Professor Ara Darzi, sponsor of the programme at Imperial and Co-Director of the College’s Institute of Global Health Innovation, said: “Short of a vaccine, testing is the only way out of lockdown. But the testing landscape is like the Wild West with no rules, no standards and widely varying reliability. Even the most accurate test is useless unless it is usable. With this ambitious programme, the biggest in England, we aim to establish a viable testing programme on which the Government can rely.”

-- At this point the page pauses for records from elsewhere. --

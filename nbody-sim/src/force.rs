// Copyright 2025 John Brosnihan
//
// Licensed under the Apache License, Version 2.0 (the "License");
// you may not use this file except in compliance with the License.
// You may obtain a copy of the License at
//
//     http://www.apache.org/licenses/LICENSE-2.0
//
// Unless required by applicable law or agreed to in writing, software
// distributed under the License is distributed on an "AS IS" BASIS,
// WITHOUT WARRANTIES OR CONDITIONS OF ANY KIND, either express or implied.
// See the License for the specific language governing permissions and
// limitations under the License.
//! Softened Newtonian gravity between point masses
//!
//! Every particle attracts every other particle. The force on particle `i`
//! is the sum over all `j != i` of
//!
//! **F_i = G * m_i * m_j * (x_j - x_i) / (|x_j - x_i|² + e²)^(3/2)**
//!
//! The softening term `e²` keeps the force finite when two particles
//! coincide or nearly coincide.
//!
//! # Cost
//!
//! The evaluation is a full pairwise sum, O(n²) per step, with no spatial
//! partitioning. Particle counts are small (two to a few thousand).
//!
//! # Parallel Computation
//!
//! Each `F_i` reads only a frozen snapshot of positions and masses and writes
//! only its own slot in the output buffer, so with the `parallel` feature the
//! per-particle sums are mapped across the rayon pool and joined before the
//! caller sees the buffer. The inner summation order is fixed, which keeps
//! sequential and parallel results bit-identical.

use crate::components::Position;
use crate::config::SimulationConfig;
use crate::particle::Particle;

#[cfg(feature = "parallel")]
use rayon::prelude::*;

/// Gravitational constant in simulation units
pub const GRAVITATIONAL_CONSTANT: f64 = 1.0;

/// Default softening constant `e²`
pub const DEFAULT_SOFTENING_SQ: f64 = 1e-4;

/// A 3D force vector
#[derive(Debug, Clone, Copy, PartialEq, Default)]
pub struct Force {
    /// X component
    pub fx: f64,
    /// Y component
    pub fy: f64,
    /// Z component
    pub fz: f64,
}

impl Force {
    /// Create a new force vector
    pub fn new(fx: f64, fy: f64, fz: f64) -> Self {
        Force { fx, fy, fz }
    }

    /// Create a zero force
    pub fn zero() -> Self {
        Force::new(0.0, 0.0, 0.0)
    }

    /// Check if the force is valid (all components finite)
    pub fn is_valid(&self) -> bool {
        self.fx.is_finite() && self.fy.is_finite() && self.fz.is_finite()
    }

    /// Add another force to this one
    pub fn add(&mut self, other: &Force) {
        self.fx += other.fx;
        self.fy += other.fy;
        self.fz += other.fz;
    }

    /// Get the magnitude of the force
    pub fn magnitude(&self) -> f64 {
        (self.fx * self.fx + self.fy * self.fy + self.fz * self.fz).sqrt()
    }
}

/// Pairwise softened gravity
///
/// # Example
///
/// ```
/// use nbody_sim::force::Gravity;
/// use nbody_sim::{Particle, Position, Velocity};
///
/// let gravity = Gravity::new(1.0, 1e-4);
/// let particles = vec![
///     Particle::new(1.0, Position::new(0.0, 0.0, 0.0), Velocity::zero()),
///     Particle::new(1.0, Position::new(1.0, 0.0, 0.0), Velocity::zero()),
/// ];
/// let forces = gravity.compute_forces(&particles);
/// assert!(forces[0].fx > 0.0);
/// assert_eq!(forces[0].fx, -forces[1].fx);
/// ```
#[derive(Debug, Clone, Copy, PartialEq)]
pub struct Gravity {
    g_constant: f64,
    softening_sq: f64,
    parallel_threshold: usize,
}

impl Gravity {
    /// Create a gravity law with the given constant and softening `e²`
    ///
    /// # Panics
    ///
    /// Panics if `g_constant` is negative or not finite, or if `softening_sq`
    /// is not positive and finite.
    pub fn new(g_constant: f64, softening_sq: f64) -> Self {
        assert!(
            g_constant >= 0.0 && g_constant.is_finite(),
            "Gravitational constant must be non-negative and finite"
        );
        assert!(
            softening_sq > 0.0 && softening_sq.is_finite(),
            "Softening must be positive and finite"
        );
        Gravity {
            g_constant,
            softening_sq,
            parallel_threshold: crate::config::DEFAULT_PARALLEL_THRESHOLD,
        }
    }

    /// Build from a configuration that has already passed `validate()`
    pub fn from_config(config: &SimulationConfig) -> Self {
        Gravity::new(config.gravitational_constant, config.softening_sq)
            .with_parallel_threshold(config.parallel_threshold)
    }

    /// Set the particle count at which the parallel pass is used
    pub fn with_parallel_threshold(mut self, threshold: usize) -> Self {
        self.parallel_threshold = threshold;
        self
    }

    /// Gravitational constant
    pub fn g_constant(&self) -> f64 {
        self.g_constant
    }

    /// Softening constant `e²`
    pub fn softening_sq(&self) -> f64 {
        self.softening_sq
    }

    /// Mass-free part of the pairwise law: `(to - from) / (r² + e²)^(3/2)`
    ///
    /// Swapping `from` and `to` negates every component exactly.
    pub fn displacement_term(&self, from: &Position, to: &Position) -> [f64; 3] {
        let dx = to.x() - from.x();
        let dy = to.y() - from.y();
        let dz = to.z() - from.z();

        let r_squared = dx * dx + dy * dy + dz * dz;
        let denominator = (r_squared + self.softening_sq).powf(1.5);

        [dx / denominator, dy / denominator, dz / denominator]
    }

    /// Force exerted on `target` by `source`
    pub fn pairwise_force(&self, target: &Particle, source: &Particle) -> Force {
        let [tx, ty, tz] = self.displacement_term(target.position(), source.position());
        // m_i * m_j is commutative in IEEE arithmetic, so the pair stays antisymmetric
        let scale = self.g_constant * (target.mass() * source.mass());
        Force::new(scale * tx, scale * ty, scale * tz)
    }

    /// Total force on `particles[index]` from every other particle
    ///
    /// # Panics
    ///
    /// Panics if `index` is out of bounds.
    pub fn force_on(&self, index: usize, particles: &[Particle]) -> Force {
        let target = &particles[index];
        let mut total = Force::zero();

        for (other_index, source) in particles.iter().enumerate() {
            if other_index == index {
                continue;
            }
            total.add(&self.pairwise_force(target, source));
        }

        total
    }

    /// Compute the force on every particle
    ///
    /// The returned vector is parallel to `particles`.
    pub fn compute_forces(&self, particles: &[Particle]) -> Vec<Force> {
        let mut forces = Vec::with_capacity(particles.len());
        self.compute_forces_into(particles, &mut forces);
        forces
    }

    /// Compute the force on every particle into a reusable buffer
    ///
    /// `forces` is cleared first and ends up parallel to `particles`.
    pub fn compute_forces_into(&self, particles: &[Particle], forces: &mut Vec<Force>) {
        forces.clear();

        #[cfg(feature = "parallel")]
        {
            if particles.len() >= self.parallel_threshold {
                self.compute_forces_parallel(particles, forces);
                return;
            }
        }

        self.compute_forces_sequential(particles, forces);
    }

    fn compute_forces_sequential(&self, particles: &[Particle], forces: &mut Vec<Force>) {
        forces.extend((0..particles.len()).map(|index| self.force_on(index, particles)));
    }

    #[cfg(feature = "parallel")]
    fn compute_forces_parallel(&self, particles: &[Particle], forces: &mut Vec<Force>) {
        // Indexed collect keeps output order equal to particle order
        forces.par_extend(
            (0..particles.len())
                .into_par_iter()
                .map(|index| self.force_on(index, particles)),
        );
    }

    /// Softened potential energy of the whole set
    ///
    /// `U = -Σ_{i<j} G m_i m_j / sqrt(r² + e²)`, the potential whose negative
    /// gradient is the force computed above.
    pub fn potential_energy(&self, particles: &[Particle]) -> f64 {
        let mut total = 0.0;
        for (i, a) in particles.iter().enumerate() {
            for b in &particles[i + 1..] {
                let r = a.position().distance_to(b.position());
                total -= self.g_constant * a.mass() * b.mass()
                    / (r * r + self.softening_sq).sqrt();
            }
        }
        total
    }
}

impl Default for Gravity {
    fn default() -> Self {
        Gravity::new(GRAVITATIONAL_CONSTANT, DEFAULT_SOFTENING_SQ)
    }
}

Detecting infections past and present
In the first part of the REal-time Assessment of Community Transmission (REACT-1) programme, 100,000 randomly selected people from 315 local authorities across England will be invited to provide samples by swabbing their throat and nose. The samples will be collected by courier and tested in the laboratory using the gold standard PCR (polymerase chain reaction) test, which detects the presence of genetic material from the virus. This kind of test looks for evidence that someone is currently infected with the coronavirus.
The home testing kit, pictured, requires a fingerprick of blood
In the second part of the programme (REACT-2), a number of different antibody tests will be assessed for their accuracy and how easily people can use them at home without assistance from a healthcare professional. Antibody testing is used to assess how far the infection has spread and what proportion of the population has been infected. These tests could identify individuals who may have some immunity to the virus and help plan services for those who do not.
The antibody tests will first be carried out on volunteers from Imperial Healthcare NHS Trust who are known to have had the virus to establish their accuracy.
A group of 300 members of the public will also be given a sample test to self-administer, which requires them to place a finger prick of blood onto a testing kit and read off the result. Researchers will then assess its acceptability and whether people understand the guidance on how to use it.
Professor Paul Elliott, director of the programme at Imperial, said:
“Community testing is a vital next step in ongoing efforts to mitigate the pandemic, but to be successful this must be based on robust scientific evidence. Through this important programme we will gather the critical knowledge base necessary to underpin community testing programmes and facilitate a greater understanding of the prevalence of COVID-19 in the UK.”
Public and patient participation
If successful, the test will then be distributed to a larger group of up to 10,000 people to ensure it is usable by a wide range of the public. The aim of this is solely to understand whether people can perform the test themselves, rather than assess the accuracy of the test.
A further stage will involve 5,000 key workers, who will both self-test and have the test administered by a health professional. The results will be compared with gold-standard laboratory testing on participants’ blood samples to assess the accuracy of the tests.
If antibody self-testing is found to be accurate and usable by the public, it will be rolled out in the final stage to 100,000 people later this year to provide an indication of the prevalence of COVID-19 in England.
Professor Helen Ward, Professor of Public Health at Imperial College London, said: “As part of this project we will work with public volunteers and patient advisors to see how easy it is for people to do these tests at home, and co-design the information and packaging that will go out with the tests. We have already had an excellent response from members of the public who are keen to support our research.”
Health Minister Lord Bethell added: “Understanding more about the current spread of coronavirus and the prevalence of antibodies is a vital part of our ongoing response to this pandemic.
“This ambitious new testing programme will help us track the rate of the infection now. And, crucially, it will help identify an antibody test that is accurate and easy to use, and which can give us an indication of how many people have already had the infection. This information will inform the future action we take to manage the spread of the virus, including the development of new tests and treatments.”